** RECORDS FOR THE EXERCISE follows **

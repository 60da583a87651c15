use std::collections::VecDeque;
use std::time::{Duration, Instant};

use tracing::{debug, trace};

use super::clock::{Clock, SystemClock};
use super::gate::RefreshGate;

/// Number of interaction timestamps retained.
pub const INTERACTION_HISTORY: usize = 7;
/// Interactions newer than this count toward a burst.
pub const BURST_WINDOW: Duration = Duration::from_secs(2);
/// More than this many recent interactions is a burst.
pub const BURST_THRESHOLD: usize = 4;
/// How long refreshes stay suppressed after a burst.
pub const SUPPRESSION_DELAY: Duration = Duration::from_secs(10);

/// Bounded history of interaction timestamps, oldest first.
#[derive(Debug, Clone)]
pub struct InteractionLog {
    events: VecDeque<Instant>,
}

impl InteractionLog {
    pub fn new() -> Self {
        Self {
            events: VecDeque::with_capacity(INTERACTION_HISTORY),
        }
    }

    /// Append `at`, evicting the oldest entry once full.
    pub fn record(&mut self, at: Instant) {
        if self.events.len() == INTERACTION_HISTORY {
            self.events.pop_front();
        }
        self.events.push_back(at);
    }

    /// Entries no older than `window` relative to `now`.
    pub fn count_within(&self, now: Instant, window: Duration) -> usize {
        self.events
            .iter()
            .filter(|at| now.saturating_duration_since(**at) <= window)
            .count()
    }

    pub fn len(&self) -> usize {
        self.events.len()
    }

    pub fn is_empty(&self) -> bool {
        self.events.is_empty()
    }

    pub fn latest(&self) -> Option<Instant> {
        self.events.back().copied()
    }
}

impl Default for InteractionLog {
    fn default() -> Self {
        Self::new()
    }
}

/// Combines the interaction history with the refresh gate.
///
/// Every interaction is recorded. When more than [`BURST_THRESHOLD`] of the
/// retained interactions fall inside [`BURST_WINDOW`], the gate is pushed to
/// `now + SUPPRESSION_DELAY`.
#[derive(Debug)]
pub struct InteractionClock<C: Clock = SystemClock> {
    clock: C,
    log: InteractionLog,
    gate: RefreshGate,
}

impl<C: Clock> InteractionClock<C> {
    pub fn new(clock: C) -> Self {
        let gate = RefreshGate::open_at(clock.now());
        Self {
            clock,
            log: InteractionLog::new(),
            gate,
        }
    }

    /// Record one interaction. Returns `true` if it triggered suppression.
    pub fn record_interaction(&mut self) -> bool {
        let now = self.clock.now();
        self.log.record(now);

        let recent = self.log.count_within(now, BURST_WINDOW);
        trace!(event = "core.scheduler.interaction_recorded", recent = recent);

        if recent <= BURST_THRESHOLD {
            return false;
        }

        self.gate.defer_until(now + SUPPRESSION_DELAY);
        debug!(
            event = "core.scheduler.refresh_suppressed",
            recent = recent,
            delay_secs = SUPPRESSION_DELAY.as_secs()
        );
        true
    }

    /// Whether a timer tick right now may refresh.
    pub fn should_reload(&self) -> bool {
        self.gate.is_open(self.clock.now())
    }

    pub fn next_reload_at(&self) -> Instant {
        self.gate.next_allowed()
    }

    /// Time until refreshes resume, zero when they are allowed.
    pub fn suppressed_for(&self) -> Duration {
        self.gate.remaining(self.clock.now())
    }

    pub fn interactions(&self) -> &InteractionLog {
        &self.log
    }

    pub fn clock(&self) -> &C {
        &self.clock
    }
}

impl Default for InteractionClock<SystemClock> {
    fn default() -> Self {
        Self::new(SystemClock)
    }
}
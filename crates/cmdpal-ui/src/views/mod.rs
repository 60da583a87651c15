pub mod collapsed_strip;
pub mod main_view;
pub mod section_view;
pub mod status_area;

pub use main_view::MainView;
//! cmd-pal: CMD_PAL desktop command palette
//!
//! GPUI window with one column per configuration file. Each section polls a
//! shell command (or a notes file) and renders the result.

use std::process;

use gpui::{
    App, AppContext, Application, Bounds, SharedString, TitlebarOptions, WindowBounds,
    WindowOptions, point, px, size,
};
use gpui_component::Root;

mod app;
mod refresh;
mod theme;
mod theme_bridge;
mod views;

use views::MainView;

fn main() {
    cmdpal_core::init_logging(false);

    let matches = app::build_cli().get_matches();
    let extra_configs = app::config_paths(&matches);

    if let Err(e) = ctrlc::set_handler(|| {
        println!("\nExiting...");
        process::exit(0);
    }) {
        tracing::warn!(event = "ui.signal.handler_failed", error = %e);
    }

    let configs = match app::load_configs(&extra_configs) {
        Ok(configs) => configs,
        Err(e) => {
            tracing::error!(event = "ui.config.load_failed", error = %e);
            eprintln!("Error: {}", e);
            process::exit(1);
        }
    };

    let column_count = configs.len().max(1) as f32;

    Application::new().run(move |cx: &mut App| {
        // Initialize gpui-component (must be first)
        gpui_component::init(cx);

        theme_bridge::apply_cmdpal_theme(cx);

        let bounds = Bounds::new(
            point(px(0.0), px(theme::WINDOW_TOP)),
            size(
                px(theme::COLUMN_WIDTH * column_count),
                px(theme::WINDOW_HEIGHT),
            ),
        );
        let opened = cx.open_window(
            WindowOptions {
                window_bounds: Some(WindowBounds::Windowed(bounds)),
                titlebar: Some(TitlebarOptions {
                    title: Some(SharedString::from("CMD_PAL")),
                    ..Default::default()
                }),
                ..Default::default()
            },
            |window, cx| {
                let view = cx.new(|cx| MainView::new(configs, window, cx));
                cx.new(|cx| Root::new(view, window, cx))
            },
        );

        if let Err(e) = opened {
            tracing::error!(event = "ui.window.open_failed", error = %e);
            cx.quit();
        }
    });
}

** End of RECORDS FOR THE EXERCISE **

Only the lines above from the line with "use gpui_component::Root;" to the line with "if let Err(e) = ctrlc::set_handler(||", those two lines included, should be reproduced exactly.

use gpui_component::Root;

mod app;
mod refresh;
mod theme;
mod theme_bridge;
mod views;

use views::MainView;

fn main() {
    cmdpal_core::init_logging(false);

    let matches = app::build_cli().get_matches();
    let extra_configs = app::config_paths(&matches);

    if let Err(e) = ctrlc::set_handler(|| {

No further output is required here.